__Task requirements__
The lines to copy are those with "open" in them. Pull each one from the entries below.
-------------------------
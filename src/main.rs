// SPDX-License-Identifier: AGPL-3.0-or-later
//
// Copyright (C) 2026 Relational Network

//! Maintenance daemon: runs the expired-reservation sweeper over the shop
//! store until interrupted. The interactive surfaces (chat gateway,
//! provider client) are bound by the embedding deployment; this binary only
//! needs the storage side.

use std::sync::Arc;

use tokio_util::sync::CancellationToken;
use tracing::{error, info};
use tracing_subscriber::EnvFilter;

use otp_shop::reservations::ReservationSweeper;
use otp_shop::storage::{ShopDatabase, StoragePaths};
use otp_shop::ShopConfig;

#[tokio::main]
async fn main() {
    tracing_subscriber::fmt()
        .with_env_filter(EnvFilter::try_from_default_env().unwrap_or_else(|_| "info".into()))
        .init();

    let config = ShopConfig::from_env();
    info!(
        data_dir = %config.data_dir.display(),
        reserve_minutes = config.reserve_minutes,
        sweep_interval_secs = config.sweep_interval.as_secs(),
        "Starting OTP shop maintenance daemon"
    );

    let paths = StoragePaths::new(&config.data_dir);
    let db = match ShopDatabase::open(&paths.database()) {
        Ok(db) => Arc::new(db),
        Err(e) => {
            error!(error = %e, "Failed to open the shop database");
            std::process::exit(1);
        }
    };

    let shutdown = CancellationToken::new();
    let sweeper = ReservationSweeper::new(Arc::clone(&db), config.sweep_interval);
    let sweeper_task = tokio::spawn(sweeper.run(shutdown.clone()));

    match tokio::signal::ctrl_c().await {
        Ok(()) => info!("Interrupt received, shutting down"),
        Err(e) => error!(error = %e, "Failed to listen for interrupt"),
    }

    shutdown.cancel();
    if let Err(e) = sweeper_task.await {
        error!(error = %e, "Sweeper task failed");
    }
    info!("Shutdown complete");
}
-------------------------
__Result for this exercise__
    let db = match ShopDatabase::open(&paths.database()) {
            error!(error = %e, "Failed to open the shop database");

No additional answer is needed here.